Wednesday, 13 May 2026
BREAKING
investigative

BREAKING: Air India crisis deepens before final crash report—UK aviation safety experts warn of systemic flaws

MS
By Marcus Stone
Published 13 May 2026

The crisis at Air India is spiralling ahead of the final crash report, with UK aviation safety experts now warning of systemic flaws that go far beyond a single incident. Sources familiar with internal documents reveal that the airline's maintenance records have been flagged for irregularities spanning several years, raising questions about oversight by India's Directorate General of Civil Aviation (DGCA).

A confidential memo obtained by this desk from a UK-based safety consultancy details 'serious deficiencies' in Air India's engineering protocols. The memo, circulated among British aviation authorities, cites evidence of falsified logbooks and undetected metal fatigue in critical components. One expert, speaking on condition of anonymity, described the situation as 'a ticking time bomb'. 'We are not looking at a single failure but a culture of corner-cutting that has been enabled by regulatory capture,' the source said.

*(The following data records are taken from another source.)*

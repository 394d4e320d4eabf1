use assert_cmd::Command;
use predicates::prelude::*;
use serde_json::Value;
use tempfile::TempDir;

/// Offline invocation rooted in a throwaway data directory.
fn ledger(home: &TempDir) -> Command {
    let mut cmd = Command::cargo_bin("offline-ledger").unwrap();
    cmd.env("OFFLINE_LEDGER_HOME", home.path())
        .env("NO_COLOR", "1")
        .env_remove("RUST_LOG")
        .env_remove("OFFLINE_LEDGER_API_KEY")
        .arg("--offline");
    cmd
}

fn json_output(cmd: &mut Command) -> Value {
    let output = cmd.arg("-o").arg("json").output().unwrap();
    assert!(output.status.success(), "command failed: {output:?}");
    serde_json::from_slice(&output.stdout).unwrap()
}

#[test]
fn test_status_on_empty_ledger() {
    let home = TempDir::new().unwrap();
    let status = json_output(ledger(&home).arg("status"));

    assert_eq!(status["queue"]["queue_length"], 0);
    assert_eq!(status["queue"]["is_online"], false);
    assert_eq!(status["payments"]["total"], 0);
    assert_eq!(status["pending_conflicts"], 0);
    assert!(home.path().join("ledger.db").exists());
}

#[test]
fn test_enqueue_survives_between_runs() {
    let home = TempDir::new().unwrap();
    ledger(&home)
        .args(["enqueue", "create-transaction", "--data", r#"{"amount": 42.5}"#])
        .assert()
        .success()
        .stdout(predicate::str::contains("Queued Create Transaction"));

    ledger(&home)
        .args([
            "enqueue",
            "update-invoice",
            "--entity-id",
            "inv_7",
            "--data",
            r#"{"status": "paid"}"#,
        ])
        .assert()
        .success();

    let listed = json_output(ledger(&home).args(["queue", "list"]));
    assert_eq!(listed["count"], 2);
    assert_eq!(listed["items"][0]["action"], "CREATE_TRANSACTION");
    assert_eq!(listed["items"][1]["payload"]["entity_id"], "inv_7");

    let filtered = json_output(ledger(&home).args(["queue", "list", "--entity", "inv_7"]));
    assert_eq!(filtered["count"], 1);
}

#[test]
fn test_update_without_entity_id_fails() {
    let home = TempDir::new().unwrap();
    ledger(&home)
        .args(["enqueue", "delete-transaction"])
        .assert()
        .failure()
        .stderr(predicate::str::contains("error:"))
        .stderr(predicate::str::contains("--entity-id"));
}

#[test]
fn test_drain_offline_does_nothing() {
    let home = TempDir::new().unwrap();
    ledger(&home)
        .args(["enqueue", "create-invoice"])
        .assert()
        .success();

    ledger(&home)
        .arg("drain")
        .assert()
        .success()
        .stdout(predicate::str::contains("Nothing to drain"));
}

#[test]
fn test_queue_clear_needs_force() {
    let home = TempDir::new().unwrap();
    ledger(&home)
        .args(["enqueue", "create-invoice"])
        .assert()
        .success();

    ledger(&home)
        .args(["queue", "clear"])
        .assert()
        .failure()
        .stderr(predicate::str::contains("--force"));

    ledger(&home)
        .args(["queue", "clear", "--force"])
        .assert()
        .success()
        .stdout(predicate::str::contains("Cleared 1 pending mutations"));
}

#[test]
fn test_payment_capture_and_cancel() {
    let home = TempDir::new().unwrap();
    let payment = json_output(ledger(&home).args([
        "payment",
        "queue",
        "12.34",
        "eur",
        "Corner Bakery",
        "--method",
        "card",
    ]));
    assert_eq!(payment["amount"], 1234);
    assert_eq!(payment["currency"], "EUR");
    assert_eq!(payment["status"], "queued");
    let id = payment["id"].as_str().unwrap().to_string();

    ledger(&home)
        .args(["payment", "capture", &id, "--evidence", "receipt 17"])
        .assert()
        .success()
        .stdout(predicate::str::contains("Captured 12.34 via card"));

    let cancelled = json_output(ledger(&home).args([
        "payment",
        "cancel",
        &id,
        "--reason",
        "customer requested",
    ]));
    assert_eq!(cancelled["status"], "cancelled");
    assert_eq!(cancelled["cancellation"]["reason"], "customer requested");

    ledger(&home)
        .args(["payment", "retry", &id])
        .assert()
        .code(2)
        .stderr(predicate::str::contains("already cancelled"));
}

#[test]
fn test_payment_list_and_analytics() {
    let home = TempDir::new().unwrap();
    for amount in ["10", "2.5"] {
        ledger(&home)
            .args(["payment", "queue", amount, "USD", "Supplier"])
            .assert()
            .success();
    }

    let listed = json_output(ledger(&home).args(["payment", "list", "--status", "queued"]));
    assert_eq!(listed["count"], 2);

    let analytics = json_output(ledger(&home).args(["payment", "analytics"]));
    assert_eq!(analytics["total"], 2);
    assert_eq!(analytics["unsynced_by_currency"]["USD"], 1250);
}

#[test]
fn test_payment_rejects_bad_amount() {
    let home = TempDir::new().unwrap();
    ledger(&home)
        .args(["payment", "queue", "12.345", "USD", "Supplier"])
        .assert()
        .failure();
}

#[test]
fn test_unknown_dead_letter() {
    let home = TempDir::new().unwrap();
    ledger(&home)
        .args([
            "dead-letter",
            "requeue",
            "0190a5e4-0000-7000-8000-000000000000",
        ])
        .assert()
        .failure()
        .stderr(predicate::str::contains("not found"));
}

#[test]
fn test_conflicts_empty() {
    let home = TempDir::new().unwrap();
    ledger(&home)
        .args(["conflicts", "list"])
        .assert()
        .success()
        .stdout(predicate::str::contains("No conflicts recorded"));

    let purged = json_output(ledger(&home).args(["conflicts", "purge", "--older-than-days", "0"]));
    assert_eq!(purged["purged"], 0);
}

#[test]
fn test_completions() {
    let home = TempDir::new().unwrap();
    ledger(&home)
        .args(["completions", "bash"])
        .assert()
        .success()
        .stdout(predicate::str::contains("offline-ledger"));
}
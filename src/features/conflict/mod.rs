//! Conflict detection and resolution.
//!
//! Features:
//! - Classifies local/remote divergence into a [`ConflictKind`]
//! - Applies a configurable [`ConflictPolicy`]
//! - Keeps a durable [`ConflictLog`] with manual resolution

mod log;
mod model;
mod resolver;

pub use log::ConflictLog;
pub use model::{
    ConflictKind, ConflictPolicy, ConflictSubject, EntityKind, EntitySnapshot, Resolution,
    SyncConflict,
};
pub use resolver::ConflictResolver;
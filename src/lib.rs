//! offline-ledger - offline mutation queue and sync core
//!
//! This crate queues transaction and invoice mutations and offline payments
//! while a device is disconnected, stores them durably, and replays them
//! against the remote API when connectivity returns.

#![deny(unsafe_code)]
#![deny(clippy::unwrap_used)]
#![deny(clippy::expect_used)]
#![warn(clippy::pedantic)]
#![warn(clippy::nursery)]
#![allow(clippy::module_name_repetitions)]
#![cfg_attr(test, allow(clippy::unwrap_used, clippy::expect_used))]

pub mod cli;
pub mod config;
pub mod error;
pub mod features;
pub mod logging;
pub mod network;
pub mod output;
pub mod remote;
pub mod service;
pub mod storage;

pub use cli::args::{Cli, Commands, OutputFormat};
pub use error::LedgerError;
pub use network::{ConnectivityProvider, NetworkStateMonitor};
pub use service::SyncService;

The timing is damning. The final report on last year's crash, which killed 17 people, is due within weeks. Leaked drafts suggest it will lay blame squarely on pilot error but the UK experts say this obscures deeper truths. They point to a pattern: in the 18 months before the crash, Air India had at least four near-misses involving engine failure or control system anomalies. The DGCA, under pressure to show action, grounded five aircraft last month but sources say that was a public relations move. 'The real problems are systemic,' the expert added. 'The DGCA has been complicit in a culture of impunity.'

Air India's board, stacked with political appointees, has ignored repeated warnings. Emails obtained through freedom of information requests show that the airline's own safety auditors flagged concerns about engine maintenance in 2022. No action was taken. The airline's chairman, a former bureaucrat with no aviation background, has been accused of prioritising cost-cutting over safety. The government, which owns a controlling stake, has so far refused to comment.

The UK Civil Aviation Authority has quietly intensified inspections of Air India's London-bound flights. Two flights were grounded at Heathrow last month after inspectors found 'unexplained discrepancies' in cockpit voice recorder data. The British government is reportedly weighing a formal warning to Indian regulators, a move that could trigger sanctions under international aviation treaties.

For the families of the crash victims, this is confirmation of what they have long suspected. 'They told us it was pilot error but we knew better,' said Meera Singh, whose husband was a passenger. 'The airline is rotten and the government protects them.'

The final report is expected to exonerate senior management, but the UK experts' findings could force a reopening of the investigation. Pressure is mounting from the International Civil Aviation Organization to review India's safety oversight. The DGCA, in a rare statement, said it is 'reviewing the UK allegations' but denied any systemic flaws. Air India did not respond to repeated requests for comment.

This is a story of unaccountable power and corporate corruption. The money trail leads nowhere, the bodies pile up, and the suits keep their jobs. But the truth is leaking out, one document at a time.